The term of this agreement is six months unless terminated earlier by either
party. The Company may terminate this agreement for any reason on 14 days' prior
written notice. The Company pays E. H. Winston & Associates a consulting fee of
$10,000 per month plus reimbursement of all reasonable out-of-pocket expenses
related to this November 17, 2006 agreement. In addition, if the Company enters
into a financial commitment with any prospective investor introduced by E. H.
Winston & Associates, the Company will pay an additional fee of $8,000 for each
$100,000 of financial commitment or part thereof. In addition, if the Company
issues warrants in connection with such financial commitment, the Company will
issue to E. H. Winston & Associates a warrant exercisable for a number of shares
equal to 10% of the warrants issued by the Company in connection with such
financial commitment.

         The Company has recognized $60,000 in consulting fee expense under
these two contracts with E.H. Winston & Associates for the six months ended June
30, 2007.

Street Venture Partners, LLC
- ----------------------------

         Street Venture Partners, LLC is a privately-held company owned equally
by Daniel G. Brandano, the Company's CEO and Chairman, and his spouse. As of
June 30, 2007, Street Venture Partners LLC owned 1,066,666 shares or
approximately 7.5% of the Company's issued and outstanding common stock.

Claudale Ltd.
- ------------

         Claudale Limited is a Gibraltar-based company that manages a family
trust (which owns no shares of the Company's common stock) for Mr. Daniel G.
Brandano, the Company's CEO and Chairman. Mr. Brandano has no ownership interest
in Claudale Limited and disclaims beneficial ownership or control of any shares
of the Company's common stock owned by Claudale Limited.

         At June 30, 2007, Claudale Ltd. owned 693,333 shares or approximately
4.9% of the Company's issued and outstanding common stock.

Brian J. Brandano
- -----------------

         At June 30, 2007, Brian J. Brandano owned 333,333 shares or
approximately 2.3% of the Company's issued and outstanding common stock. Brian
J. Brandano is the son of Daniel G. Brandano, the Company's CEO and Chairman and
was employed by the Company until July 2006.

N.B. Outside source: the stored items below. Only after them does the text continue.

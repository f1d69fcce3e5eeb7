//! Database schema definitions for Questboard.

/// SQL schema for creating all database tables.
pub const SCHEMA: &str = r#"
-- XP records table: one row per user, off-chain and on-chain XP plus
-- streak state and completion counters.
CREATE TABLE IF NOT EXISTS xp_records (
    user_id TEXT PRIMARY KEY,
    wallet_address TEXT,
    on_chain_xp INTEGER NOT NULL DEFAULT 0,
    off_chain_xp INTEGER NOT NULL DEFAULT 0,
    total_xp INTEGER NOT NULL DEFAULT 0,
    current_streak INTEGER NOT NULL DEFAULT 0,
    longest_streak INTEGER NOT NULL DEFAULT 0,
    last_active_date TEXT,
    streak_freezes INTEGER NOT NULL DEFAULT 0,
    freeze_active_date TEXT,
    courses_completed INTEGER NOT NULL DEFAULT 0,
    lessons_completed INTEGER NOT NULL DEFAULT 0,
    challenges_completed INTEGER NOT NULL DEFAULT 0,
    last_activity_at TEXT,
    last_synced_at TEXT,
    leaderboard_eligible INTEGER NOT NULL DEFAULT 1,
    created_at TEXT NOT NULL,
    updated_at TEXT NOT NULL
);

CREATE UNIQUE INDEX IF NOT EXISTS idx_xp_records_wallet
    ON xp_records(wallet_address) WHERE wallet_address IS NOT NULL;
CREATE INDEX IF NOT EXISTS idx_xp_records_total_xp ON xp_records(total_xp);
CREATE INDEX IF NOT EXISTS idx_xp_records_last_activity ON xp_records(last_activity_at);
"#;

/// SQL for the schema version tracking table.
pub const SCHEMA_VERSION_TABLE: &str = r#"
CREATE TABLE IF NOT EXISTS schema_version (
    version INTEGER PRIMARY KEY,
    applied_at TEXT NOT NULL
);
"#;

/// Current schema version.
pub const CURRENT_VERSION: i32 = 1;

                                       28


Payable to Employee (Stephen A. Hicks)
- --------------------------------------

         At June 30, 2007, the Company owed $110,000 to Stephen A. Hicks, the
former 100% shareholder of IRT/ITR, for advances made to IRT/ITR prior to its
acquisition by the Company. There is currently no interest being charged for the
use of the advance, nor is any interest anticipated to be paid.


NOTE 12  RECAPITALIZATION OF DYNAMIC LEISURE GROUP

         On January 13, 2006, DynEco entered into an agreement with the former
shareholders of DLG, pursuant to which DynEco acquired all of the outstanding
capital stock of DLG, and DLG became a wholly-owned subsidiary of DynEco.

         As consideration for its acquisition of the outstanding capital stock
of DLG, DynEco issued an aggregate of 197,000 shares of its Series A Preferred
Stock to the former shareholders of DLG.

         Issuance of the Series A Preferred Stock in exchange for the
outstanding capital stock of DLG pursuant to the Stock Exchange Agreement
resulted in a change in control of DynEco where (a) the former shareholders of
DLG acquired approximately 83% of the currently outstanding voting securities of
DynEco, and (b) the designees of the former shareholders of DLG were appointed
as the executive officers and a majority of the board of directors of DynEco.
The Series A Preferred Stock converted into 6,566,667 shares of common stock of
the Company when the Company's Articles of Incorporation were amended to
increase the number of authorized shares of the Company's common stock
sufficient to permit full conversion of the Series A Preferred Stock. DynEco
also agreed that the currently outstanding options and warrants of DLG would be
exchanged for options and warrants to purchase an aggregate of 1,493,887
post-reverse shares of common stock of DynEco, and that the then-outstanding
convertible promissory notes of DLG would become convertible into 1,386,111
post-reverse shares of common stock of DynEco (after taking into account the
Company's 1 for 30 reverse stock split affected on January 13, 2006).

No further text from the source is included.